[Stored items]
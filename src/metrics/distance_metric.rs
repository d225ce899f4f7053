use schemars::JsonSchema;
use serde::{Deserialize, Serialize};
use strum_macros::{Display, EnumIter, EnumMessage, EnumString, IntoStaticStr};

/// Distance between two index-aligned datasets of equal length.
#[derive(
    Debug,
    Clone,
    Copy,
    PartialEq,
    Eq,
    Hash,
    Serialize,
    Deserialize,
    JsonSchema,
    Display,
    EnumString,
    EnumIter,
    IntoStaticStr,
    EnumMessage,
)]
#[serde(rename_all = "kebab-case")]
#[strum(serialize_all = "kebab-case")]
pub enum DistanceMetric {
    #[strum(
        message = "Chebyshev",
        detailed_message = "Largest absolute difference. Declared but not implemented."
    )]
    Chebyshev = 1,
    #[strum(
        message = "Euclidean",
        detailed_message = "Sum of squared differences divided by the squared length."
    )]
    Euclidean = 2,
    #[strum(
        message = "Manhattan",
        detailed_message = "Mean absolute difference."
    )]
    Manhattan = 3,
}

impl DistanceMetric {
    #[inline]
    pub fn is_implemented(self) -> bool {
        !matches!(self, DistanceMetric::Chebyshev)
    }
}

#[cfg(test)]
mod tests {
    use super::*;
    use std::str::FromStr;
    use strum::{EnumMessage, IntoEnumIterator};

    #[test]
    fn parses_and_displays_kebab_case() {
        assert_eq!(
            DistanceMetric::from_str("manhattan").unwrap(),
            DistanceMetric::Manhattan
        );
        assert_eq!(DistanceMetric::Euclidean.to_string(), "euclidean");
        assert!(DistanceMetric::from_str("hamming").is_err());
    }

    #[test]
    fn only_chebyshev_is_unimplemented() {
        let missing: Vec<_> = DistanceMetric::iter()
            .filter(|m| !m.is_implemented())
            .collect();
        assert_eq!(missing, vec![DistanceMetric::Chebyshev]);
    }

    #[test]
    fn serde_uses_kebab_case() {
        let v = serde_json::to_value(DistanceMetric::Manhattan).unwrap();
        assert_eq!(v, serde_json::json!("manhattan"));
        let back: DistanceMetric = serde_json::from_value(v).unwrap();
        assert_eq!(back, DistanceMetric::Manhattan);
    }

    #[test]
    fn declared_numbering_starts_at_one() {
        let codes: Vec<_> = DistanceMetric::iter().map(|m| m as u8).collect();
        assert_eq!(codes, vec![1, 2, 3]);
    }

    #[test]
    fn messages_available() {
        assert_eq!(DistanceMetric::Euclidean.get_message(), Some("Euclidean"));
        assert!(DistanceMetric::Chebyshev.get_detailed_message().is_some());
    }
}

* * *

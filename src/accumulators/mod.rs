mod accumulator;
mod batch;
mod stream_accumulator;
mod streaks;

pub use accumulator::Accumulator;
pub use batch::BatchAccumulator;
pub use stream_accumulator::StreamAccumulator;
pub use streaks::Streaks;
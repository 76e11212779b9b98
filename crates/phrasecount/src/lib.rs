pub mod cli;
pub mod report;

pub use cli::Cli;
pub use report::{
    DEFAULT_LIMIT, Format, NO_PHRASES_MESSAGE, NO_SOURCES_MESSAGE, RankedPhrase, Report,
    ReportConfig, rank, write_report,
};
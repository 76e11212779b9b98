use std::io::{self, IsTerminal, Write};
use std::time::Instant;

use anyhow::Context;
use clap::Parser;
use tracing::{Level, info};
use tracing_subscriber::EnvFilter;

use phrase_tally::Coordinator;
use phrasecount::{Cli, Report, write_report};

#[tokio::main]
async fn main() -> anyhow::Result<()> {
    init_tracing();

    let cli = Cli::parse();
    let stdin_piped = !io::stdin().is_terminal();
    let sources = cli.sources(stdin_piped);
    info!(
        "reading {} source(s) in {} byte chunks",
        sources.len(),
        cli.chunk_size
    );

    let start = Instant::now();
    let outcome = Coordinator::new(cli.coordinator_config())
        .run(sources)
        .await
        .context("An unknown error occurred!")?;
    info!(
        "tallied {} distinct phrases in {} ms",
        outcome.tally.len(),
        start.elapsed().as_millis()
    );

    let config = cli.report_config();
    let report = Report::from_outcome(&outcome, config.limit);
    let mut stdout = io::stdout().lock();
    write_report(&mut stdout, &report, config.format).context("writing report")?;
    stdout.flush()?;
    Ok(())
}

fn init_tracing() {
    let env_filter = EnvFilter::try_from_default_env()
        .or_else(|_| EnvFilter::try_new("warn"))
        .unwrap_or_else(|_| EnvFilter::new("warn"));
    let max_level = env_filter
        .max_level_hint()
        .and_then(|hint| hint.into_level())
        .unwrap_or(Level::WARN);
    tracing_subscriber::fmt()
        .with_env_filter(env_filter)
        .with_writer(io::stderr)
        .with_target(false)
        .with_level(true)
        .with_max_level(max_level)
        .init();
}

## Task directions
Collect every line from the records above that contains the word "back".

## Solution
        let back: DistanceMetric = serde_json::from_value(v).unwrap();
        assert_eq!(back, DistanceMetric::Manhattan);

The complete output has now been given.